Give back nothing but the number of lines in these entries that contain the word "when".

──────── Information supplied

//! Entities of the relay domain: sessions, their message log, and connections.

use std::collections::HashMap;

use serde::{Deserialize, Serialize};

use super::{
    error::RelayError,
    value_object::{
        ClientId, ConnectionId, MessageBody, PasswordHash, SYSTEM_AUTHOR, SequenceNumber,
        SessionId, Timestamp, ValueObjectError,
    },
};

// ========================================
// Messages
// ========================================

/// Kind of a stored message
#[derive(Debug, Clone, Copy, PartialEq, Eq, Hash, Serialize, Deserialize)]
#[serde(rename_all = "snake_case")]
pub enum MessageKind {
    Message,
    System,
    SessionEnd,
}

impl MessageKind {
    pub fn as_str(&self) -> &'static str {
        match self {
            Self::Message => "message",
            Self::System => "system",
            Self::SessionEnd => "session_end",
        }
    }

    pub fn parse(value: &str) -> Result<Self, ValueObjectError> {
        match value {
            "message" => Ok(Self::Message),
            "system" => Ok(Self::System),
            "session_end" => Ok(Self::SessionEnd),
            other => Err(ValueObjectError::Unknown {
                field: "type",
                value: other.to_string(),
            }),
        }
    }
}

/// Presence change carried by a `system` message
#[derive(Debug, Clone, Copy, PartialEq, Eq, Serialize, Deserialize)]
#[serde(rename_all = "snake_case")]
pub enum PresenceEvent {
    Joined,
    Left,
}

/// Author of a message: a participant, or the relay itself
#[derive(Debug, Clone, PartialEq, Eq)]
pub enum Author {
    System,
    Client(ClientId),
}

impl Author {
    pub fn as_str(&self) -> &str {
        match self {
            Self::System => SYSTEM_AUTHOR,
            Self::Client(id) => id.as_str(),
        }
    }

    pub fn client_id(&self) -> Option<&ClientId> {
        match self {
            Self::System => None,
            Self::Client(id) => Some(id),
        }
    }
}

/// A message that has not been appended yet
#[derive(Debug, Clone, PartialEq, Eq)]
pub struct MessageDraft {
    pub author: Author,
    pub kind: MessageKind,
    pub presence: Option<PresenceEvent>,
    pub body: MessageBody,
    pub timestamp: Timestamp,
}

impl MessageDraft {
    /// Chat message written by a participant
    pub fn chat(author: ClientId, body: MessageBody, timestamp: Timestamp) -> Self {
        Self {
            author: Author::Client(author),
            kind: MessageKind::Message,
            presence: None,
            body,
            timestamp,
        }
    }

    /// `system` message announcing that a participant joined
    pub fn joined(client_id: ClientId, timestamp: Timestamp) -> Self {
        let body = MessageBody::system(format!("Client {} has joined the room", client_id));
        Self {
            author: Author::Client(client_id),
            kind: MessageKind::System,
            presence: Some(PresenceEvent::Joined),
            body,
            timestamp,
        }
    }

    /// `system` message announcing that a participant left
    pub fn left(client_id: ClientId, timestamp: Timestamp) -> Self {
        let body = MessageBody::system(format!("Client {} has left the room", client_id));
        Self {
            author: Author::Client(client_id),
            kind: MessageKind::System,
            presence: Some(PresenceEvent::Left),
            body,
            timestamp,
        }
    }

    /// Final notice of an ended session
    pub fn session_end(timestamp: Timestamp) -> Self {
        Self {
            author: Author::System,
            kind: MessageKind::SessionEnd,
            presence: None,
            body: MessageBody::system("Session has been ended.".to_string()),
            timestamp,
        }
    }
}

/// A message appended to a session log; immutable
#[derive(Debug, Clone, PartialEq, Eq)]
pub struct ChatMessage {
    pub session_id: SessionId,
    pub sequence: SequenceNumber,
    pub author: Author,
    pub kind: MessageKind,
    pub presence: Option<PresenceEvent>,
    pub body: MessageBody,
    pub timestamp: Timestamp,
}

impl ChatMessage {
    /// Whether this is the join announcement of `client_id`
    pub fn is_join_of(&self, client_id: &ClientId) -> bool {
        self.kind == MessageKind::System
            && self.presence == Some(PresenceEvent::Joined)
            && self.author.client_id() == Some(client_id)
    }
}

/// Append-only message log of one session
#[derive(Debug, Clone, Default)]
pub struct MessageLog {
    messages: Vec<ChatMessage>,
}

impl MessageLog {
    pub fn new() -> Self {
        Self::default()
    }

    /// Append a draft and return the stored message
    ///
    /// Sequence numbers are gapless from 1. The timestamp is clamped so that it
    /// never goes backwards within the log.
    pub fn append(&mut self, session_id: &SessionId, draft: MessageDraft) -> ChatMessage {
        let (sequence, floor) = match self.messages.last() {
            Some(last) => (last.sequence.next(), last.timestamp),
            None => (SequenceNumber::FIRST, draft.timestamp),
        };
        let message = ChatMessage {
            session_id: session_id.clone(),
            sequence,
            author: draft.author,
            kind: draft.kind,
            presence: draft.presence,
            body: draft.body,
            timestamp: draft.timestamp.max(floor),
        };
        self.messages.push(message.clone());
        message
    }

    /// Messages with timestamp >= `cutoff`, in sequence order
    pub fn since(&self, cutoff: Timestamp) -> Vec<ChatMessage> {
        // timestamps are non-decreasing, so everything after the first match qualifies
        let start = self.messages.partition_point(|m| m.timestamp < cutoff);
        self.messages[start..].to_vec()
    }

    pub fn all(&self) -> Vec<ChatMessage> {
        self.messages.clone()
    }

    pub fn messages(&self) -> &[ChatMessage] {
        &self.messages
    }

    pub fn len(&self) -> usize {
        self.messages.len()
    }

    pub fn is_empty(&self) -> bool {
        self.messages.is_empty()
    }
}

// ========================================
// Sessions
// ========================================

#[derive(Debug, Clone, Copy, PartialEq, Eq, Serialize, Deserialize)]
#[serde(rename_all = "snake_case")]
pub enum SessionStatus {
    Active,
    Ended,
}

impl SessionStatus {
    pub fn as_str(&self) -> &'static str {
        match self {
            Self::Active => "active",
            Self::Ended => "ended",
        }
    }

    pub fn parse(value: &str) -> Result<Self, ValueObjectError> {
        match value {
            "active" => Ok(Self::Active),
            "ended" => Ok(Self::Ended),
            other => Err(ValueObjectError::Unknown {
                field: "status",
                value: other.to_string(),
            }),
        }
    }
}

/// Free-form notes attached to a session
#[derive(Debug, Clone, Default, PartialEq, Eq, Serialize, Deserialize)]
pub struct SessionMetadata {
    pub purpose: Option<String>,
    pub notes: Option<String>,
}

/// Request to create a session (or fetch it when it already exists)
#[derive(Debug, Clone, Default, PartialEq, Eq)]
pub struct CreateSession {
    /// Generated by the registry when absent
    pub session_id: Option<SessionId>,
    pub password: Option<String>,
    pub require_user_password: bool,
    pub disable_user_password: bool,
    pub metadata: SessionMetadata,
}

impl CreateSession {
    /// Implicit creation on the first participant join
    pub fn on_join(session_id: SessionId, password: Option<String>) -> Self {
        Self {
            session_id: Some(session_id),
            password,
            ..Self::default()
        }
    }
}

/// Session metadata owned by the registry
#[derive(Debug, Clone)]
pub struct Session {
    pub id: SessionId,
    pub created_at: Timestamp,
    pub ended_at: Option<Timestamp>,
    pub status: SessionStatus,
    pub password_hash: Option<PasswordHash>,
    pub require_user_password: bool,
    pub disable_user_password: bool,
    pub user_passwords: HashMap<ClientId, PasswordHash>,
    pub metadata: SessionMetadata,
}

impl Session {
    pub fn new(id: SessionId, created_at: Timestamp, request: &CreateSession) -> Self {
        Self {
            id,
            created_at,
            ended_at: None,
            status: SessionStatus::Active,
            password_hash: request
                .password
                .as_deref()
                .filter(|p| !p.is_empty())
                .map(PasswordHash::from_plain),
            require_user_password: request.require_user_password,
            disable_user_password: request.disable_user_password,
            user_passwords: HashMap::new(),
            metadata: request.metadata.clone(),
        }
    }

    pub fn is_ended(&self) -> bool {
        self.status == SessionStatus::Ended
    }

    pub fn is_password_protected(&self) -> bool {
        self.password_hash.is_some()
    }

    /// Check the session password; sessions without one accept anything
    pub fn verify_password(&self, password: Option<&str>) -> Result<(), RelayError> {
        match (&self.password_hash, password) {
            (None, _) => Ok(()),
            (Some(hash), Some(candidate)) if hash.verify(candidate) => Ok(()),
            (Some(_), _) => Err(RelayError::AuthError(format!(
                "invalid password for session '{}'",
                self.id
            ))),
        }
    }

    /// Check the per-user password rules for a joining participant
    ///
    /// Nothing is stored here. A first password for an unclaimed client id comes
    /// back as `Some(hash)` and is bound with `bind_user_password` once the
    /// connection has actually been registered.
    pub fn authorize_user(
        &self,
        client_id: &ClientId,
        user_password: Option<&str>,
    ) -> Result<Option<PasswordHash>, RelayError> {
        if self.disable_user_password {
            return Ok(None);
        }
        let user_password = user_password.filter(|p| !p.is_empty());

        if let Some(hash) = self.user_passwords.get(client_id) {
            return match user_password {
                Some(candidate) if hash.verify(candidate) => Ok(None),
                _ => Err(RelayError::AuthError(format!(
                    "invalid password for client '{}'",
                    client_id
                ))),
            };
        }

        match user_password {
            Some(password) => Ok(Some(PasswordHash::from_plain(password))),
            None if self.require_user_password => Err(RelayError::AuthError(format!(
                "session '{}' requires a user password",
                self.id
            ))),
            None => Ok(None),
        }
    }

    /// Bind a claimed user password; an existing binding is never replaced
    pub fn bind_user_password(&mut self, client_id: &ClientId, hash: PasswordHash) {
        self.user_passwords.entry(client_id.clone()).or_insert(hash);
    }

    /// Mark the session ended; returns false when it already was
    pub fn end(&mut self, now: Timestamp) -> bool {
        if self.is_ended() {
            return false;
        }
        self.status = SessionStatus::Ended;
        self.ended_at = Some(now);
        true
    }

    /// Client ids that have a registered user password, sorted
    pub fn protected_users(&self) -> Vec<String> {
        let mut users: Vec<String> = self
            .user_passwords
            .keys()
            .map(|id| id.as_str().to_string())
            .collect();
        users.sort();
        users
    }

    /// Lifetime of an ended session in milliseconds
    pub fn duration_millis(&self) -> Option<i64> {
        self.ended_at.map(|end| end.millis_since(self.created_at))
    }
}

// ========================================
// Connections
// ========================================

#[derive(Debug, Clone, Copy, PartialEq, Eq, Serialize, Deserialize)]
#[serde(rename_all = "snake_case")]
pub enum ConnectionRole {
    Participant,
    Viewer,
}

#[derive(Debug, Clone, Copy, PartialEq, Eq)]
pub enum ConnectionState {
    Connecting,
    Open,
    Closed,
}

/// A live socket as tracked by the connection manager
///
/// The session is referenced by id only and looked up on each use.
#[derive(Debug, Clone, PartialEq, Eq)]
pub struct Connection {
    pub id: ConnectionId,
    pub role: ConnectionRole,
    pub session_id: SessionId,
    /// Bound identity; participants only
    pub client_id: Option<ClientId>,
    pub joined_at: Timestamp,
    pub state: ConnectionState,
}

impl Connection {
    pub fn is_participant(&self) -> bool {
        self.role == ConnectionRole::Participant
    }

    /// Short label for logs
    pub fn label(&self) -> String {
        match &self.client_id {
            Some(client_id) => format!("{}@{}", client_id, self.session_id),
            None => format!("viewer:{}@{}", self.id, self.session_id),
        }
    }
}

────────────────

__Worked solution__:
3